ABOUT THIS EXERCISE: Only some lines are wanted. Transcribe, exactly, the lines below from the line with "filename src/featurizer/order.rs" up to and including the line with "mint more features.".

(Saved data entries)
┏━━

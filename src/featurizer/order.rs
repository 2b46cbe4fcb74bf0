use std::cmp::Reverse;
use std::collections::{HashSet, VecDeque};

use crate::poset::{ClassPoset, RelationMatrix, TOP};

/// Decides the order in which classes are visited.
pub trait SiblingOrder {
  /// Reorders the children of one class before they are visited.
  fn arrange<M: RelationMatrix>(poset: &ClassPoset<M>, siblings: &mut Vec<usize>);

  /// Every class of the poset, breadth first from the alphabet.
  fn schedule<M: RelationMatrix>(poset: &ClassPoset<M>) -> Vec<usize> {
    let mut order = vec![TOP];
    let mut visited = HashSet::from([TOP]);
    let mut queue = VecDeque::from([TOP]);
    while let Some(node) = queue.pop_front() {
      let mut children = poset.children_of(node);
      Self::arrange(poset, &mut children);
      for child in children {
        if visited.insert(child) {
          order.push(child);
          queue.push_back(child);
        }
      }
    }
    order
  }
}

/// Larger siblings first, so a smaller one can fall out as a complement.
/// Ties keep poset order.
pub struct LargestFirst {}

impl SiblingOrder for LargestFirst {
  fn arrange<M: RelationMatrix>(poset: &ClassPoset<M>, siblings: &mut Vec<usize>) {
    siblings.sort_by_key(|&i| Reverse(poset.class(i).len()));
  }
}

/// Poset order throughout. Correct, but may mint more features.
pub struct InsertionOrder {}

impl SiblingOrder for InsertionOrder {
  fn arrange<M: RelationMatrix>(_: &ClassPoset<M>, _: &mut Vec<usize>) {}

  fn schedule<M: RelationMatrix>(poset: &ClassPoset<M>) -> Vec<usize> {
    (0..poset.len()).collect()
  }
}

┗━━
┏━━

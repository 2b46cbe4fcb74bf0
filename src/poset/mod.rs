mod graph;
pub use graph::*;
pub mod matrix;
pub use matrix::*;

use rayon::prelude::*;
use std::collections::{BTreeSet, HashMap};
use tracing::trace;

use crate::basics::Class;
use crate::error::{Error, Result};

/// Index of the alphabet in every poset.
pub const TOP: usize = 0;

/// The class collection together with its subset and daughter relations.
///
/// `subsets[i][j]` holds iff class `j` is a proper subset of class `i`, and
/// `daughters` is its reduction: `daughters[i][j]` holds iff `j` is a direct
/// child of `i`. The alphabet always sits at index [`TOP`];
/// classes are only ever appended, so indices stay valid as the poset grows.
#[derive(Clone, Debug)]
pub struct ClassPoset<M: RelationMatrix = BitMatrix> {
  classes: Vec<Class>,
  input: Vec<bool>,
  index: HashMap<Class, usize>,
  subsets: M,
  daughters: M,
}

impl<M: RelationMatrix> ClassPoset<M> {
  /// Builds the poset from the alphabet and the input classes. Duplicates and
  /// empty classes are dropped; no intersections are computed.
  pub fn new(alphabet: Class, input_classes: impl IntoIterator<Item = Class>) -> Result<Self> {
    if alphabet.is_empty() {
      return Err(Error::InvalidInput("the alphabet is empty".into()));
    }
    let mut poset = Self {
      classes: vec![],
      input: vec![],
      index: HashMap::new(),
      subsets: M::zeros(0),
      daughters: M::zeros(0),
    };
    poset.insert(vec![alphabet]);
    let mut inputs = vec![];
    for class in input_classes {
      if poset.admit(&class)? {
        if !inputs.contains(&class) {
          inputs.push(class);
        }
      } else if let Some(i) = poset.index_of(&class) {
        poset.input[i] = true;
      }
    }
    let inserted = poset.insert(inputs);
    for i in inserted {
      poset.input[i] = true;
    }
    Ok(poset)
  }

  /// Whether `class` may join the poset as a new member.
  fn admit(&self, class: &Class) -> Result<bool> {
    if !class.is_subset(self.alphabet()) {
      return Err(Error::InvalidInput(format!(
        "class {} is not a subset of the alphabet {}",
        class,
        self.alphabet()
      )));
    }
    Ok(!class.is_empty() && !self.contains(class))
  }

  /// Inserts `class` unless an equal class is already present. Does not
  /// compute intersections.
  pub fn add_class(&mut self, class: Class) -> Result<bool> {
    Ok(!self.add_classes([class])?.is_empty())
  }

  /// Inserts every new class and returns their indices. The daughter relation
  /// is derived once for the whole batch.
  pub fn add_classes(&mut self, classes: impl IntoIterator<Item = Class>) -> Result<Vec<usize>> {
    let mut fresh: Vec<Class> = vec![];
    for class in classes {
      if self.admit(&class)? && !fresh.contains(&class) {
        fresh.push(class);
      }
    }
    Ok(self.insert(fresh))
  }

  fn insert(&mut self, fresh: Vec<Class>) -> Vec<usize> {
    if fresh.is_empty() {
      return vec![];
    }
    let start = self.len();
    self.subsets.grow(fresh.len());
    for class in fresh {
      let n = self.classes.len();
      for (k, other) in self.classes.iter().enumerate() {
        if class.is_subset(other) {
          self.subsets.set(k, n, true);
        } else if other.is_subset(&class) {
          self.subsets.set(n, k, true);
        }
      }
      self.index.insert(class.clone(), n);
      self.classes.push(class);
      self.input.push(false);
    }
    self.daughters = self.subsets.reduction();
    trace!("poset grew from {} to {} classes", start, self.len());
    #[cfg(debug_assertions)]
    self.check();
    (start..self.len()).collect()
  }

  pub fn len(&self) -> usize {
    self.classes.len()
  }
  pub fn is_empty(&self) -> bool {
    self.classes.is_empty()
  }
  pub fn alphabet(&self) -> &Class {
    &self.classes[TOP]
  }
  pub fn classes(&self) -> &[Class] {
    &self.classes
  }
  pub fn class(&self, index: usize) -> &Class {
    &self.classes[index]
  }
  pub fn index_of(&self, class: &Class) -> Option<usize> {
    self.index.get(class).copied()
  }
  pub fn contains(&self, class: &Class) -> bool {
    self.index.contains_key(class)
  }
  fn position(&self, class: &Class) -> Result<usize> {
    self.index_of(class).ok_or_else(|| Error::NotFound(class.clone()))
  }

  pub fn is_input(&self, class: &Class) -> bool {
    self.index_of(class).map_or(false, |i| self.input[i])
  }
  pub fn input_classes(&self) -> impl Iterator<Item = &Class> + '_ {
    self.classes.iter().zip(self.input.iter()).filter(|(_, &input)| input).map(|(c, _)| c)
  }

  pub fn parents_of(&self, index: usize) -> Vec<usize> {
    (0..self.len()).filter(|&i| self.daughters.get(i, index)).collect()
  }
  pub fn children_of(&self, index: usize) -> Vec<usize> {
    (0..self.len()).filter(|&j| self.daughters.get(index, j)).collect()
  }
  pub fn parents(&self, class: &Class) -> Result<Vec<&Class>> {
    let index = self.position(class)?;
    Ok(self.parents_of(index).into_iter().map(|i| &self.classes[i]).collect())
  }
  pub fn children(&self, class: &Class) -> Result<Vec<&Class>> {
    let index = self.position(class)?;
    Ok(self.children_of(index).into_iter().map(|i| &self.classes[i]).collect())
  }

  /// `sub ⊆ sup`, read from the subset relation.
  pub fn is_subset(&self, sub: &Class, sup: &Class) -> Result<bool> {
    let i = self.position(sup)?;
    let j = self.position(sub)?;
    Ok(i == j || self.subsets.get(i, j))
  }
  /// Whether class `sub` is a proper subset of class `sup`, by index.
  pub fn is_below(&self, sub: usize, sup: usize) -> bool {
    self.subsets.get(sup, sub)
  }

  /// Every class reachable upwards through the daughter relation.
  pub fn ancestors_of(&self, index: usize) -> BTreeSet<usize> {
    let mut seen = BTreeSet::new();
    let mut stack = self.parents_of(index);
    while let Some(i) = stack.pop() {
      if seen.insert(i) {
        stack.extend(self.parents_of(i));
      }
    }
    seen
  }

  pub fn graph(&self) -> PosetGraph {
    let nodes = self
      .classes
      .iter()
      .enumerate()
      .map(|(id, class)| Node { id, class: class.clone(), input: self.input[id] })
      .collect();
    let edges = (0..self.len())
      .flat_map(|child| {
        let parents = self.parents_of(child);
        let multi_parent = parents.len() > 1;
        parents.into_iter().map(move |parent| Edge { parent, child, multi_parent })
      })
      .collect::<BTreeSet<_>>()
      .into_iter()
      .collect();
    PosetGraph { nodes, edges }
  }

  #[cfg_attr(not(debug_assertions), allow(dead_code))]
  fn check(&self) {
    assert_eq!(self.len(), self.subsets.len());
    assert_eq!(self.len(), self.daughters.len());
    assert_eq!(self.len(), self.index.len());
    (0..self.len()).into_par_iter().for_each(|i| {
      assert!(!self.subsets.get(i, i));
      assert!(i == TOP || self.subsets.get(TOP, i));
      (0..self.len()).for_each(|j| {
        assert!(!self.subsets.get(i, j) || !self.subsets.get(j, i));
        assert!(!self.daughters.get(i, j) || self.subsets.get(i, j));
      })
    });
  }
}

┗━━
┏━━

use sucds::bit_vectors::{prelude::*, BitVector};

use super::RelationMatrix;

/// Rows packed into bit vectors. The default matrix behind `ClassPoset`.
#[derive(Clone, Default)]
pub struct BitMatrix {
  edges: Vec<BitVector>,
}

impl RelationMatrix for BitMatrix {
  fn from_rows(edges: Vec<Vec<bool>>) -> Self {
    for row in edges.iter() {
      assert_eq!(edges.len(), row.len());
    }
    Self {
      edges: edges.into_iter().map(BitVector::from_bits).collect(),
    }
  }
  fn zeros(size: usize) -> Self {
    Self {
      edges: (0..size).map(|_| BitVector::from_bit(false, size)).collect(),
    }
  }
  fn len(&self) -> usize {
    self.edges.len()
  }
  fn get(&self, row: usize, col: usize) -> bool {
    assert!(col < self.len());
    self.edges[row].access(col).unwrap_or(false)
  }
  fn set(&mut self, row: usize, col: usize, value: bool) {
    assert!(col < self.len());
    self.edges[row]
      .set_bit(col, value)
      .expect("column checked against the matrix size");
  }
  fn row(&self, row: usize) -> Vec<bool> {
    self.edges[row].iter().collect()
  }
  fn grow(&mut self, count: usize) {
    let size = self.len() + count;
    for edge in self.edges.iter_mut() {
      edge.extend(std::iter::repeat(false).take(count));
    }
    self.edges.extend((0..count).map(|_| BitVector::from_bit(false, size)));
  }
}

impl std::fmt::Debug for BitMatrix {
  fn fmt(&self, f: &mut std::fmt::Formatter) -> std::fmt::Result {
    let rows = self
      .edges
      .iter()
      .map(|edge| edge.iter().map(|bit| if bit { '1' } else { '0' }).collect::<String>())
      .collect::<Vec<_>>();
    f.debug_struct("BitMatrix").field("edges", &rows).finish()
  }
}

┗━━

EXPECTED OUTPUT:
filename src/featurizer/order.rs
repository 2b46cbe4fcb74bf0
use std::cmp::Reverse;
use std::collections::{HashSet, VecDeque};

use crate::poset::{ClassPoset, RelationMatrix, TOP};

/// Decides the order in which classes are visited.
pub trait SiblingOrder {
  /// Reorders the children of one class before they are visited.
  fn arrange<M: RelationMatrix>(poset: &ClassPoset<M>, siblings: &mut Vec<usize>);

  /// Every class of the poset, breadth first from the alphabet.
  fn schedule<M: RelationMatrix>(poset: &ClassPoset<M>) -> Vec<usize> {
    let mut order = vec![TOP];
    let mut visited = HashSet::from([TOP]);
    let mut queue = VecDeque::from([TOP]);
    while let Some(node) = queue.pop_front() {
      let mut children = poset.children_of(node);
      Self::arrange(poset, &mut children);
      for child in children {
        if visited.insert(child) {
          order.push(child);
          queue.push_back(child);
        }
      }
    }
    order
  }
}

/// Larger siblings first, so a smaller one can fall out as a complement.
/// Ties keep poset order.
pub struct LargestFirst {}

impl SiblingOrder for LargestFirst {
  fn arrange<M: RelationMatrix>(poset: &ClassPoset<M>, siblings: &mut Vec<usize>) {
    siblings.sort_by_key(|&i| Reverse(poset.class(i).len()));
  }
}

/// Poset order throughout. Correct, but may mint more features.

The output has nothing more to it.